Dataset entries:
=== Begin Enclosure ===

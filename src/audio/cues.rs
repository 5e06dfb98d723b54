//! Time-scoped audio cue planning.
//!
//! Evaluation is per frame, but audio is inherently windowed: a narration
//! track "at" frame 4000 started playing long before. The planner lays out
//! every cue's active window once per show; per-frame evaluation then just
//! filters the plan. Mixing and decoding stay on the host's side.

use serde::{Deserialize, Serialize};

use crate::foundation::core::{FrameIndex, FrameRange, Fps};
use crate::foundation::error::KawaraResult;
use crate::overlay::chart::ChartTrigger;
use crate::scene::tree::AudioCue;
use crate::show::props::{BackRoomProps, ConsultationProps, KamishibaiProps, NewsShowProps};

const MAIN_BGM: &str = "main_bgm.mp3";
const MAIN_JINGLE: &str = "main_jingle.mp3";
const BACK_ROOM_JINGLE: &str = "hikaeshitsu_jingle.mp3";
const KAMISHIBAI_BGM: &str = "hikaeshitsu_bgm.mp3";

/// Longest a one-shot jingle or switch SE stays audible.
const JINGLE_WINDOW: u64 = 90;
/// Two chart SEs closer than this collapse into the first.
const SE_MIN_GAP: u64 = 60;

const MONEY_KEYWORDS: [&str; 19] = [
    "合計", "総額", "金額", "万円", "億", "兆", "費用", "支出", "収入", "給付", "受給",
    "年金額", "手取り", "月額", "年額", "平均", "中央値", "世帯", "貯蓄",
];
const NEGATIVE_KEYWORDS: [&str; 26] = [
    "減", "少な", "足りな", "不足", "下が", "苦し", "厳し", "いまいち", "お役所", "政治家",
    "金持ち", "格差", "負担", "不安", "心配", "大変", "困", "赤字", "マイナス", "低", "悪",
    "問題", "危", "高齢", "老後", "介護",
];

/// Chart switch SE for a chart label. Money terms win over negative ones;
/// anything else gets the stock jingle.
pub fn chart_jingle_asset(label: &str) -> &'static str {
    if MONEY_KEYWORDS.iter().any(|kw| label.contains(kw)) {
        "chart_money.mp3"
    } else if NEGATIVE_KEYWORDS.iter().any(|kw| label.contains(kw)) {
        "chart_negative.mp3"
    } else {
        "chart_jingle.mp3"
    }
}

/// One audio asset scheduled onto the show timeline. `window.start` is both
/// when it becomes audible and the host's seek anchor.
#[derive(Clone, Debug, PartialEq, Serialize, Deserialize)]
pub struct PlannedCue {
    pub asset: String,
    pub volume: f64,
    pub window: FrameRange,
    #[serde(default)]
    pub loops: bool,
}

/// The complete cue list for one show.
#[derive(Clone, Debug, Default, PartialEq, Serialize, Deserialize)]
pub struct AudioPlan {
    cues: Vec<PlannedCue>,
}

impl AudioPlan {
    pub fn new() -> Self {
        Self::default()
    }

    pub fn push(&mut self, cue: PlannedCue) {
        self.cues.push(cue);
    }

    pub fn cues(&self) -> &[PlannedCue] {
        &self.cues
    }

    /// Cues audible at `frame`, in plan order.
    pub fn at(&self, frame: FrameIndex) -> Vec<AudioCue> {
        self.cues
            .iter()
            .filter(|cue| cue.window.contains(frame))
            .map(|cue| AudioCue {
                asset: cue.asset.clone(),
                volume: cue.volume,
                start_frame: cue.window.start,
                loops: cue.loops,
            })
            .collect()
    }
}

fn window(start: u64, end: u64) -> KawaraResult<FrameRange> {
    FrameRange::new(FrameIndex(start.min(end)), FrameIndex(end))
}

/// Full audio plan for the flagship news show.
pub(crate) fn news_plan(
    props: &NewsShowProps,
    slide_duration: u64,
    back_room_start: Option<FrameIndex>,
    duration: u64,
) -> KawaraResult<AudioPlan> {
    let mut plan = AudioPlan::new();

    if slide_duration > 0 {
        let jingle = if props.quote.is_some() {
            MAIN_JINGLE.to_owned()
        } else {
            props
                .slide_jingle
                .clone()
                .unwrap_or_else(|| MAIN_JINGLE.to_owned())
        };
        plan.push(PlannedCue {
            asset: jingle,
            volume: 0.3,
            window: window(0, slide_duration.min(duration))?,
            loops: false,
        });
    }

    plan.push(PlannedCue {
        asset: props.audio_path.clone(),
        volume: 1.0,
        window: window(slide_duration, duration)?,
        loops: false,
    });
    plan.push(PlannedCue {
        asset: MAIN_BGM.to_owned(),
        volume: 0.1,
        window: window(slide_duration, duration)?,
        loops: true,
    });

    if let Some(bs) = back_room_start {
        if bs.0 < duration {
            plan.push(PlannedCue {
                asset: props
                    .back_room_jingle
                    .clone()
                    .unwrap_or_else(|| BACK_ROOM_JINGLE.to_owned()),
                volume: 0.3,
                window: window(bs.0, (bs.0 + JINGLE_WINDOW).min(duration))?,
                loops: false,
            });
        }
    }

    plan_chart_cues(&mut plan, &props.chart_data, duration)?;
    Ok(plan)
}

/// Chart switch SEs. Triggers outside the show, or crowding the previous
/// trigger, make no sound.
pub(crate) fn plan_chart_cues(
    plan: &mut AudioPlan,
    triggers: &[ChartTrigger],
    duration: u64,
) -> KawaraResult<()> {
    for (i, trigger) in triggers.iter().enumerate() {
        let at = trigger.trigger_frame.0;
        if at >= duration {
            continue;
        }
        if i > 0 && at.saturating_sub(triggers[i - 1].trigger_frame.0) < SE_MIN_GAP {
            continue;
        }
        let se_frames = JINGLE_WINDOW.min(duration - at);
        if se_frames == 0 {
            continue;
        }
        plan.push(PlannedCue {
            asset: chart_jingle_asset(&trigger.data.label).to_owned(),
            volume: 0.3,
            window: window(at, at + se_frames)?,
            loops: false,
        });
    }
    Ok(())
}

pub(crate) fn back_room_plan(props: &BackRoomProps, duration: u64) -> KawaraResult<AudioPlan> {
    let mut plan = AudioPlan::new();
    plan.push(PlannedCue {
        asset: props
            .jingle_path
            .clone()
            .unwrap_or_else(|| BACK_ROOM_JINGLE.to_owned()),
        volume: 0.3,
        window: window(0, JINGLE_WINDOW.min(duration))?,
        loops: false,
    });
    plan.push(PlannedCue {
        asset: props.audio_path.clone(),
        volume: 1.0,
        window: window(0, duration)?,
        loops: false,
    });
    if let Some(bgm) = &props.bgm_path {
        plan.push(PlannedCue {
            asset: bgm.clone(),
            volume: 0.1,
            window: window(0, duration)?,
            loops: false,
        });
    }
    Ok(plan)
}

pub(crate) fn consultation_plan(
    props: &ConsultationProps,
    fps: Fps,
    duration: u64,
) -> KawaraResult<AudioPlan> {
    let mut plan = AudioPlan::new();
    plan.push(PlannedCue {
        asset: props
            .jingle_path
            .clone()
            .unwrap_or_else(|| BACK_ROOM_JINGLE.to_owned()),
        volume: 0.5,
        window: window(0, duration)?,
        loops: false,
    });
    if let Some(narration) = &props.audio_path {
        let start = fps.secs_to_frames_round(1.0);
        plan.push(PlannedCue {
            asset: narration.clone(),
            volume: 1.0,
            window: window(start, duration)?,
            loops: false,
        });
    }
    Ok(plan)
}

pub(crate) fn kamishibai_plan(props: &KamishibaiProps, duration: u64) -> KawaraResult<AudioPlan> {
    let mut plan = AudioPlan::new();
    plan.push(PlannedCue {
        asset: props
            .bgm_path
            .clone()
            .unwrap_or_else(|| KAMISHIBAI_BGM.to_owned()),
        volume: props.bgm_volume,
        window: window(0, duration)?,
        loops: true,
    });
    let mut start = 0u64;
    for slide in &props.slides {
        let end = (start + slide.duration_frames).min(duration);
        plan.push(PlannedCue {
            asset: slide.audio_path.clone(),
            volume: 1.0,
            window: window(start.min(duration), end)?,
            loops: false,
        });
        start += slide.duration_frames;
    }
    Ok(plan)
}
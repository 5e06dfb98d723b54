use crate::foundation::core::FrameIndex;
use crate::foundation::error::{KawaraError, KawaraResult};
use crate::timeline::triggers::resolve_active;

/// The two cast members of the show. Script JSON carries their on-screen
/// names, so serde maps the Japanese strings.
#[derive(Clone, Copy, Debug, PartialEq, Eq, Hash, serde::Serialize, serde::Deserialize)]
pub enum Speaker {
    /// カツミ, drawn on the left.
    #[serde(rename = "カツミ")]
    Katsumi,
    /// ヒロシ, drawn on the right.
    #[serde(rename = "ヒロシ")]
    Hiroshi,
}

impl Speaker {
    /// Stem of the character's pose image files (`{base}_{pose}.png`).
    pub fn asset_base(self) -> &'static str {
        match self {
            Speaker::Katsumi => "katsumi",
            Speaker::Hiroshi => "hiroshi",
        }
    }
}

/// Section tag opening the closing back-room talk.
pub const SECTION_BACK_ROOM: &str = "hikaeshitsu";
/// Section tag for the back-room jingle tail.
pub const SECTION_BACK_ROOM_JINGLE: &str = "hikaeshitsu_jingle";
/// Section tag for the regular ending.
pub const SECTION_ENDING: &str = "ending";

/// One subtitle/speech unit, active over the half-open interval
/// `[start_frame, end_frame)`.
#[derive(Clone, Debug, PartialEq, serde::Serialize, serde::Deserialize)]
pub struct ScriptLine {
    pub speaker: Speaker,
    pub text: String,
    /// Free-form emotion tag; unknown tags fall back to the neutral pose.
    #[serde(default)]
    pub emotion: String,
    pub start_frame: FrameIndex,
    pub end_frame: FrameIndex,
    #[serde(default, skip_serializing_if = "Option::is_none")]
    pub section: Option<String>,
}

impl ScriptLine {
    pub fn contains(&self, frame: FrameIndex) -> bool {
        self.start_frame.0 <= frame.0 && frame.0 < self.end_frame.0
    }

    /// 0..1 progress through the line's interval, clamped.
    pub fn progress(&self, frame: FrameIndex) -> f64 {
        crate::animation::curves::ramp(
            frame.0 as f64,
            self.start_frame.0 as f64,
            self.end_frame.0 as f64,
        )
    }

    fn section_is(&self, tag: &str) -> bool {
        self.section.as_deref() == Some(tag)
    }

    /// Back-room dialogue: black set, yellow subtitles, no characters.
    pub fn is_back_room(&self) -> bool {
        self.section_is(SECTION_BACK_ROOM) || self.section_is(SECTION_BACK_ROOM_JINGLE)
    }

    /// Ending material: the ticker stays hidden from here on.
    pub fn is_ending(&self) -> bool {
        self.is_back_room() || self.section_is(SECTION_ENDING)
    }
}

/// The script line speaking at `frame`, with its index. Lines must be sorted
/// ascending by start frame.
pub fn active_line(script: &[ScriptLine], frame: FrameIndex) -> Option<(usize, &ScriptLine)> {
    let win = resolve_active(frame, script, |line| line.start_frame)?;
    let line = &script[win.index];
    line.contains(frame).then_some((win.index, line))
}

/// Start frame of the back-room talk: the first line tagged
/// [`SECTION_BACK_ROOM`]. `None` when no line carries the tag, in which case
/// the show runs its main body to the end.
pub fn back_room_start(script: &[ScriptLine]) -> Option<FrameIndex> {
    script
        .iter()
        .find(|line| line.section_is(SECTION_BACK_ROOM))
        .map(|line| line.start_frame)
}

/// Fail-fast structural checks: non-empty intervals, ascending starts, no
/// overlap between consecutive lines.
pub fn validate_script(script: &[ScriptLine]) -> KawaraResult<()> {
    for (i, line) in script.iter().enumerate() {
        if line.start_frame.0 >= line.end_frame.0 {
            return Err(KawaraError::validation(format!(
                "script[{i}]: start_frame {} must be < end_frame {}",
                line.start_frame.0, line.end_frame.0
            )));
        }
        if line.text.is_empty() {
            return Err(KawaraError::validation(format!("script[{i}]: empty text")));
        }
    }
    for (i, pair) in script.windows(2).enumerate() {
        if pair[1].start_frame.0 < pair[0].start_frame.0 {
            return Err(KawaraError::validation(format!(
                "script[{}] starts at {} before script[{i}] at {}",
                i + 1,
                pair[1].start_frame.0,
                pair[0].start_frame.0
            )));
        }
        if pair[1].start_frame.0 < pair[0].end_frame.0 {
            return Err(KawaraError::validation(format!(
                "script[{}] overlaps script[{i}] (starts at {} before end {})",
                i + 1,
                pair[1].start_frame.0,
                pair[0].end_frame.0
            )));
        }
    }
    Ok(())
}
use crate::foundation::core::{Canvas, Fps, FrameIndex, Rgba8};
use crate::foundation::error::KawaraResult;
use crate::overlay::chart::{ChartSpec, ChartTrigger};
use crate::overlay::subtitle::SubtitleStyle;
use crate::show::props::{
    ChecklistData, HouseholdBudgetData, LayoutPattern, ListenerLetterData, NewsShowProps, Show,
    ShowKind,
};
use crate::timeline::script::{ScriptLine, Speaker};
use crate::timeline::segments::SceneTimingConfig;

/// Chainable construction of a news show, ending in full validation. Tests
/// and demos use this; production inputs arrive as JSON.
pub struct ShowBuilder {
    fps: Fps,
    canvas: Canvas,
    duration: u64,
    props: NewsShowProps,
}

impl ShowBuilder {
    pub fn news(title: impl Into<String>, duration_in_frames: u64) -> Self {
        Self {
            fps: Fps::default(),
            canvas: Canvas::default(),
            duration: duration_in_frames,
            props: NewsShowProps {
                title: title.into(),
                ..NewsShowProps::default()
            },
        }
    }

    pub fn fps(mut self, fps: Fps) -> Self {
        self.fps = fps;
        self
    }

    pub fn canvas(mut self, canvas: Canvas) -> Self {
        self.canvas = canvas;
        self
    }

    pub fn channel(mut self, name: impl Into<String>, color: Rgba8) -> Self {
        self.props.channel_name = name.into();
        self.props.channel_color = color;
        self
    }

    pub fn source(mut self, source: impl Into<String>) -> Self {
        self.props.source = source.into();
        self
    }

    pub fn narration(mut self, path: impl Into<String>) -> Self {
        self.props.audio_path = path.into();
        self
    }

    pub fn background(mut self, path: impl Into<String>) -> Self {
        self.props.background_image = path.into();
        self
    }

    pub fn key_point(mut self, text: impl Into<String>) -> Self {
        self.props.key_points.push(text.into());
        self
    }

    /// Replaces the derived ticker run with explicit texts.
    pub fn ticker(mut self, texts: Vec<String>) -> Self {
        self.props.ticker = Some(texts);
        self
    }

    pub fn subtitle_style(mut self, style: SubtitleStyle) -> Self {
        self.props.subtitle_style = style;
        self
    }

    pub fn subtitle_color(mut self, color: Rgba8) -> Self {
        self.props.subtitle_color = Some(color);
        self
    }

    /// Appends a line with the neutral emotion and no section tag.
    pub fn line(self, speaker: Speaker, text: impl Into<String>, start: u64, end: u64) -> Self {
        self.script_line(ScriptLine {
            speaker,
            text: text.into(),
            emotion: String::new(),
            start_frame: FrameIndex(start),
            end_frame: FrameIndex(end),
            section: None,
        })
    }

    pub fn script_line(mut self, line: ScriptLine) -> Self {
        self.props.script.push(line);
        self
    }

    pub fn chart(mut self, trigger_frame: u64, spec: ChartSpec) -> Self {
        self.props.chart_data.push(ChartTrigger {
            trigger_frame: FrameIndex(trigger_frame),
            data: spec,
        });
        self
    }

    pub fn quote(mut self, text: impl Into<String>) -> Self {
        self.props.quote = Some(text.into());
        self
    }

    pub fn title_slide(mut self, image: impl Into<String>, jingle: Option<String>) -> Self {
        self.props.slide_image = Some(image.into());
        self.props.slide_jingle = jingle;
        self
    }

    pub fn back_room_jingle(mut self, path: impl Into<String>) -> Self {
        self.props.back_room_jingle = Some(path.into());
        self
    }

    /// Documentary layout with its budget panel, set together so the pattern
    /// never points at missing data.
    pub fn layout_documentary(mut self, data: HouseholdBudgetData) -> Self {
        self.props.layout_pattern = Some(LayoutPattern::Documentary);
        self.props.household_budget = Some(data);
        self
    }

    pub fn layout_checklist(mut self, data: ChecklistData) -> Self {
        self.props.layout_pattern = Some(LayoutPattern::Checklist);
        self.props.checklist = Some(data);
        self
    }

    pub fn layout_radio(mut self, data: ListenerLetterData) -> Self {
        self.props.layout_pattern = Some(LayoutPattern::Radio);
        self.props.listener_letter = Some(data);
        self
    }

    pub fn timing(mut self, timing: SceneTimingConfig) -> Self {
        self.props.timing = timing;
        self
    }

    pub fn build(self) -> KawaraResult<Show> {
        let show = Show {
            fps: self.fps,
            canvas: self.canvas,
            duration_in_frames: self.duration,
            kind: ShowKind::NewsShow(self.props),
        };
        show.validate()?;
        Ok(show)
    }
}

=== End Enclosure ===

### About this task
What is needed is an exact copy of the lines above, from the one containing "pub fn subtitle_color(mut" through the one containing "pub fn build(self)", with nothing added.

### Reply to the task
    pub fn subtitle_color(mut self, color: Rgba8) -> Self {
        self.props.subtitle_color = Some(color);
        self
    }

    /// Appends a line with the neutral emotion and no section tag.
    pub fn line(self, speaker: Speaker, text: impl Into<String>, start: u64, end: u64) -> Self {
        self.script_line(ScriptLine {
            speaker,
            text: text.into(),
            emotion: String::new(),
            start_frame: FrameIndex(start),
            end_frame: FrameIndex(end),
            section: None,
        })
    }

    pub fn script_line(mut self, line: ScriptLine) -> Self {
        self.props.script.push(line);
        self
    }

    pub fn chart(mut self, trigger_frame: u64, spec: ChartSpec) -> Self {
        self.props.chart_data.push(ChartTrigger {
            trigger_frame: FrameIndex(trigger_frame),
            data: spec,
        });
        self
    }

    pub fn quote(mut self, text: impl Into<String>) -> Self {
        self.props.quote = Some(text.into());
        self
    }

    pub fn title_slide(mut self, image: impl Into<String>, jingle: Option<String>) -> Self {
        self.props.slide_image = Some(image.into());
        self.props.slide_jingle = jingle;
        self
    }

    pub fn back_room_jingle(mut self, path: impl Into<String>) -> Self {
        self.props.back_room_jingle = Some(path.into());
        self
    }

    /// Documentary layout with its budget panel, set together so the pattern
    /// never points at missing data.
    pub fn layout_documentary(mut self, data: HouseholdBudgetData) -> Self {
        self.props.layout_pattern = Some(LayoutPattern::Documentary);
        self.props.household_budget = Some(data);
        self
    }

    pub fn layout_checklist(mut self, data: ChecklistData) -> Self {
        self.props.layout_pattern = Some(LayoutPattern::Checklist);
        self.props.checklist = Some(data);
        self
    }

    pub fn layout_radio(mut self, data: ListenerLetterData) -> Self {
        self.props.layout_pattern = Some(LayoutPattern::Radio);
        self.props.listener_letter = Some(data);
        self
    }

    pub fn timing(mut self, timing: SceneTimingConfig) -> Self {
        self.props.timing = timing;
        self
    }

    pub fn build(self) -> KawaraResult<Show> {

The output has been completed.